Environmental trials encompass a range of claims and issues, from common law to the technical language of the Resource Conservation and Recovery Act (RCRA) to interstate air quality modeling challenges under the Clean Air Act (CAA). Some environmental trials, like those involving nuisance and trespass, are common law claims and are tried to a jury. Others, such as those concerning the RCRA and the CAA, are bench trials. Some are highly technical battles of the experts, while others are based upon core tort principles. Many environmental trials, such as those dealing with emerging contaminants, are a mixture of common law and statutory law. Whatever the form of trial, however, it is critical to have a clear and persuasive theme establishing why you should prevail—and that theme should be expressed loudly and clearly in an in limine motion at the outset of trial.
Many lawyers miss a great opportunity to shape the themes because they treat discovery as a necessary evil, like eating broccoli or brussels sprouts. Rather than looking at discovery as an inconvenience, think of responding to discovery as an opportunity. Use discovery to introduce demonstratives, exhibits, and timelines that persuasively tell your story. Take the opportunity to embed your discovery responses with graphics that are (1) truthful, (2) persuasive, and (3) clear. For example, in answers to interrogatories or even in your answer to a complaint, why not embed helpful graphics and proofs that disprove your adversary’s claims? Use every opportunity at every step to sell your arguments.
In particular, don’t miss the opportunity presented by in limine motions to shape your theme during discovery. In limine motions serve several purposes. First, they frame the matter in dispute so that the trier of fact understands your perspective at the beginning of the hearing. For example, if the opposing party has destroyed evidence (spoliation), in limine motions are a great way of educating the court on the importance of that missing evidence—and the in limine motion has the added benefit of “poisoning the well.” Second, in limine motions can limit the issues in dispute.
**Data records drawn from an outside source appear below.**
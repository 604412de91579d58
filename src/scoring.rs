//! Scenarios and score curves
//!
//! A scenario is the pluggable ruleset a game is played on: where locations
//! may be drawn from and how a guess distance turns into points.

use std::fmt;

use glam::DVec2;
use serde::{Deserialize, Serialize};

use crate::error::GameError;
use crate::geo::{Bounds, Coordinate};

/// Maps a guess distance to points
///
/// Implementations must be monotonic non-increasing in `distance_m` and never
/// exceed `max_score()`.
pub trait ScoreCurve {
    fn score(&self, distance_m: f64) -> u32;
    fn max_score(&self) -> u32;
}

/// Built-in score curves
#[derive(Debug, Clone, Copy, PartialEq, Serialize, Deserialize)]
#[serde(tag = "kind", rename_all = "snake_case")]
pub enum Curve {
    /// `max_score * e^(-d / falloff_m)`
    Exponential { max_score: u32, falloff_m: f64 },
    /// Straight line from `max_score` at 0 m down to 0 at `zero_at_m`
    Linear { max_score: u32, zero_at_m: f64 },
}

impl Default for Curve {
    fn default() -> Self {
        Curve::Exponential {
            max_score: 5000,
            falloff_m: 2_000_000.0,
        }
    }
}

impl Curve {
    pub fn validate(&self) -> Result<(), GameError> {
        let (max_score, length) = match *self {
            Curve::Exponential { max_score, falloff_m } => (max_score, falloff_m),
            Curve::Linear { max_score, zero_at_m } => (max_score, zero_at_m),
        };
        if max_score == 0 {
            return Err(GameError::InvalidCurve("max_score must be positive"));
        }
        if !(length.is_finite() && length > 0.0) {
            return Err(GameError::InvalidCurve("curve length must be a positive distance"));
        }
        Ok(())
    }
}

impl ScoreCurve for Curve {
    fn score(&self, distance_m: f64) -> u32 {
        let distance_m = distance_m.max(0.0);
        let fraction = match *self {
            Curve::Exponential { falloff_m, .. } => (-distance_m / falloff_m).exp(),
            Curve::Linear { zero_at_m, .. } => (1.0 - distance_m / zero_at_m).max(0.0),
        };
        let max = self.max_score();
        ((max as f64 * fraction).round() as u32).min(max)
    }

    fn max_score(&self) -> u32 {
        match *self {
            Curve::Exponential { max_score, .. } | Curve::Linear { max_score, .. } => max_score,
        }
    }
}

/// How candidate locations are spread over a scenario's regions
#[derive(Debug, Clone, Copy, PartialEq, Eq, Default, Serialize, Deserialize)]
#[serde(rename_all = "snake_case")]
pub enum Distribution {
    /// Every region is equally likely regardless of size
    Uniform,
    /// Regions are picked proportionally to their area
    #[default]
    Weighted,
}

/// A playable polygon in (lat, lng) degrees
#[derive(Debug, Clone, PartialEq, Serialize)]
pub struct Region {
    vertices: Vec<Coordinate>,
    #[serde(skip)]
    bounds: Bounds,
}

impl Region {
    pub fn new(vertices: Vec<Coordinate>) -> Result<Self, GameError> {
        if vertices.len() < 3 {
            return Err(GameError::DegenerateRegion(vertices.len()));
        }
        let bounds = Bounds::enclosing(vertices.iter().copied())
            .ok_or(GameError::DegenerateRegion(0))?;
        Ok(Self { vertices, bounds })
    }

    pub fn vertices(&self) -> &[Coordinate] {
        &self.vertices
    }

    pub fn bounds(&self) -> Bounds {
        self.bounds
    }

    /// Even-odd point in polygon test
    pub fn contains(&self, point: Coordinate) -> bool {
        let p = point.as_dvec2();
        let mut inside = false;
        let mut j = self.vertices.len() - 1;
        for i in 0..self.vertices.len() {
            let a = self.vertices[i].as_dvec2();
            let b = self.vertices[j].as_dvec2();
            // x = lat, y = lng; cast the ray along +lat
            if (a.y > p.y) != (b.y > p.y) {
                let cross_x = a.x + (p.y - a.y) / (b.y - a.y) * (b.x - a.x);
                if p.x < cross_x {
                    inside = !inside;
                }
            }
            j = i;
        }
        inside
    }

    /// Shoelace area in square degrees, scaled by cos(mid latitude)
    pub fn approx_area(&self) -> f64 {
        let points: Vec<DVec2> = self.vertices.iter().map(Coordinate::as_dvec2).collect();
        let twice_area: f64 = points
            .iter()
            .zip(points.iter().cycle().skip(1))
            .map(|(a, b)| a.perp_dot(*b))
            .sum();
        let mid_lat = (self.bounds.south + self.bounds.north) / 2.0;
        (twice_area / 2.0).abs() * mid_lat.to_radians().cos().max(0.0)
    }
}

/// The ruleset a game is played on
pub struct Scenario {
    name: String,
    regions: Vec<Region>,
    curve: Box<dyn ScoreCurve>,
}

impl fmt::Debug for Scenario {
    fn fmt(&self, f: &mut fmt::Formatter<'_>) -> fmt::Result {
        f.debug_struct("Scenario")
            .field("name", &self.name)
            .field("regions", &self.regions.len())
            .field("max_score", &self.curve.max_score())
            .finish()
    }
}

impl Scenario {
    pub fn new(name: impl Into<String>, regions: Vec<Region>, curve: impl ScoreCurve + 'static) -> Self {
        Self {
            name: name.into(),
            regions,
            curve: Box::new(curve),
        }
    }

    /// The whole globe with the default exponential curve
    pub fn world() -> Self {
        Self::new("World", Vec::new(), Curve::default())
    }

    pub fn name(&self) -> &str {
        &self.name
    }

    /// Playable regions; empty means anywhere on earth
    pub fn regions(&self) -> &[Region] {
        &self.regions
    }

    pub fn score(&self, distance_m: f64) -> u32 {
        self.curve.score(distance_m).min(self.max_score())
    }

    pub fn max_score(&self) -> u32 {
        self.curve.max_score()
    }
}

/// Serialized scenario description
#[derive(Debug, Clone, Serialize, Deserialize)]
pub struct ScenarioConfig {
    pub name: String,
    #[serde(default)]
    pub regions: Vec<Vec<Coordinate>>,
    #[serde(default)]
    pub curve: Curve,
}

impl ScenarioConfig {
    pub fn from_json(json: &str) -> Result<Self, GameError> {
        Ok(serde_json::from_str(json)?)
    }

    pub fn into_scenario(self) -> Result<Scenario, GameError> {
        self.curve.validate()?;
        let regions = self
            .regions
            .into_iter()
            .map(Region::new)
            .collect::<Result<Vec<_>, _>>()?;
        Ok(Scenario::new(self.name, regions, self.curve))
    }
}

#[cfg(test)]
mod tests {
    use super::*;

    fn coord(lat: f64, lng: f64) -> Coordinate {
        Coordinate::new(lat, lng).unwrap()
    }

    fn square(lat: f64, lng: f64, size: f64) -> Region {
        Region::new(vec![
            coord(lat, lng),
            coord(lat + size, lng),
            coord(lat + size, lng + size),
            coord(lat, lng + size),
        ])
        .unwrap()
    }

    #[test]
    fn test_exponential_curve_is_monotonic() {
        let curve = Curve::default();
        assert_eq!(curve.score(0.0), 5000);
        let mut last = curve.score(0.0);
        for km in (0..20_000).step_by(250) {
            let score = curve.score(km as f64 * 1000.0);
            assert!(score <= last);
            last = score;
        }
    }

    #[test]
    fn test_linear_curve_bottoms_out() {
        let curve = Curve::Linear {
            max_score: 1000,
            zero_at_m: 10_000.0,
        };
        assert_eq!(curve.score(0.0), 1000);
        assert_eq!(curve.score(5_000.0), 500);
        assert_eq!(curve.score(10_000.0), 0);
        assert_eq!(curve.score(50_000.0), 0);
    }

    #[test]
    fn test_curve_validation() {
        assert!(Curve::default().validate().is_ok());
        let zero = Curve::Linear {
            max_score: 0,
            zero_at_m: 1.0,
        };
        assert!(zero.validate().is_err());
        let negative = Curve::Exponential {
            max_score: 10,
            falloff_m: -1.0,
        };
        assert!(negative.validate().is_err());
    }

    #[test]
    fn test_region_contains() {
        let region = square(10.0, 20.0, 5.0);
        assert!(region.contains(coord(12.0, 22.0)));
        assert!(!region.contains(coord(9.0, 22.0)));
        assert!(!region.contains(coord(12.0, 26.0)));
    }

    #[test]
    fn test_region_needs_three_vertices() {
        assert!(Region::new(vec![coord(0.0, 0.0), coord(1.0, 1.0)]).is_err());
    }

    #[test]
    fn test_region_area_scales_with_latitude() {
        let equator = square(0.0, 0.0, 2.0);
        let north = square(60.0, 0.0, 2.0);
        assert!((equator.approx_area() - 4.0).abs() < 0.01);
        assert!(north.approx_area() < equator.approx_area() * 0.6);
    }

    #[test]
    fn test_scenario_from_json() {
        let json = r#"{
            "name": "Benelux",
            "regions": [[
                {"lat": 49.5, "lng": 2.5},
                {"lat": 53.5, "lng": 2.5},
                {"lat": 53.5, "lng": 7.2},
                {"lat": 49.5, "lng": 7.2}
            ]],
            "curve": {"kind": "linear", "max_score": 1000, "zero_at_m": 300000.0}
        }"#;
        let scenario = ScenarioConfig::from_json(json).unwrap().into_scenario().unwrap();
        assert_eq!(scenario.name(), "Benelux");
        assert_eq!(scenario.regions().len(), 1);
        assert_eq!(scenario.max_score(), 1000);
        assert_eq!(scenario.score(0.0), 1000);
    }

    #[test]
    fn test_scenario_rejects_bad_curve() {
        let json = r#"{"name": "x", "curve": {"kind": "linear", "max_score": 0, "zero_at_m": 1.0}}"#;
        let config = ScenarioConfig::from_json(json).unwrap();
        assert!(matches!(config.into_scenario(), Err(GameError::InvalidCurve(_))));
    }
}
If your adversary has pleaded the kitchen sink in its complaint, the court may welcome having the issues for trial narrowed and sharpened. You, too, will benefit by having to present fewer proofs in response at trial. Third, in limine motions are a powerful tool in a jury trial to prevent your adversary from presenting prejudicial facts or arguments to the jury. For example, you may need to bar hearsay witnesses, incompetent documents, and unfounded damages analyses or claims. You cannot unring a bell; once the jury sees damaging evidence, it cannot “unsee” it no matter what limiting instructions the court may issue. Finally, in limine motions may also be used to shorten the trial or to bifurcate the dispute into more manageable pieces.
In limine motions have some important limitations, however.
One critical limitation is that in limine motions are not a substitute for summary judgment. Think of a ruling on an in limine motion as an advisory opinion. In federal court more than in state court, Daubert motions are essential to determining whether an expert is permitted to opine. The federal courts are not required to hold a Daubert hearing prior to trial, but the court has the absolute right to do so. Motions may be paired or staged. For example, if you file a motion to bar unreliable data, which would be a proper motion in limine, and you prevail, you may want to then follow up with a second motion to bar the opposing expert from testifying based upon Daubert because the information that the expert was relying upon has now been found to be infirm.
If you are faced with an adverse ruling on an in limine motion, bear in mind that an in limine motion is typically a “tentative ruling.” If you believe that the court was in error in granting an in limine motion against you, then proffer the evidence that was excluded and force the court to rule against you at trial—otherwise you may not have preserved the issue for appeal. If a party is relying upon the in limine motion to admit evidence and you believe that the court’s ruling was wrong, object! Preserve the issue.
In addition to limitations, it is important to consider the risks of an in limine motion.
By pursuing a motion in limine, you are clearly and openly stating your core case. Weigh whether you wish to educate your adversary. In my experience, if you have a valid theme and have the proofs you need to prove your case, there is no downside to revealing your theme. After all, you have to tell the court at some point what your argument is really going to be. If you are not prepared to reveal your theme, consider the risk of leaving the court in a state of confusion.
One other risk is that the plan could backfire and the court could rule against you. Although this is a risk, trial is about balancing risks. If your analysis is correct and you have solid proofs, my respectful suggestion is to go with your gut instinct. Even bad news may be good news: if the court rules against you, at least now you know whether you have to change strategy or seek to settle. In limine motions will avoid the risk of having to guess.
In conclusion, trial is not merely about following the rules of evidence and dumping every relevant fact into the trier-of-fact blender. Rather, it is about having a theme (a story line, if you prefer) that is consistent with the facts and is persuasive. Finding your theme is hard work but essential to convincing the court or jury of the rightness of your cause. In limine motions are a powerful tool in framing that theme and heading your trial in a successful direction from the beginning.
Jeffrey M. Pollock is a civil trial attorney at Fox Rothschild in New York, New York.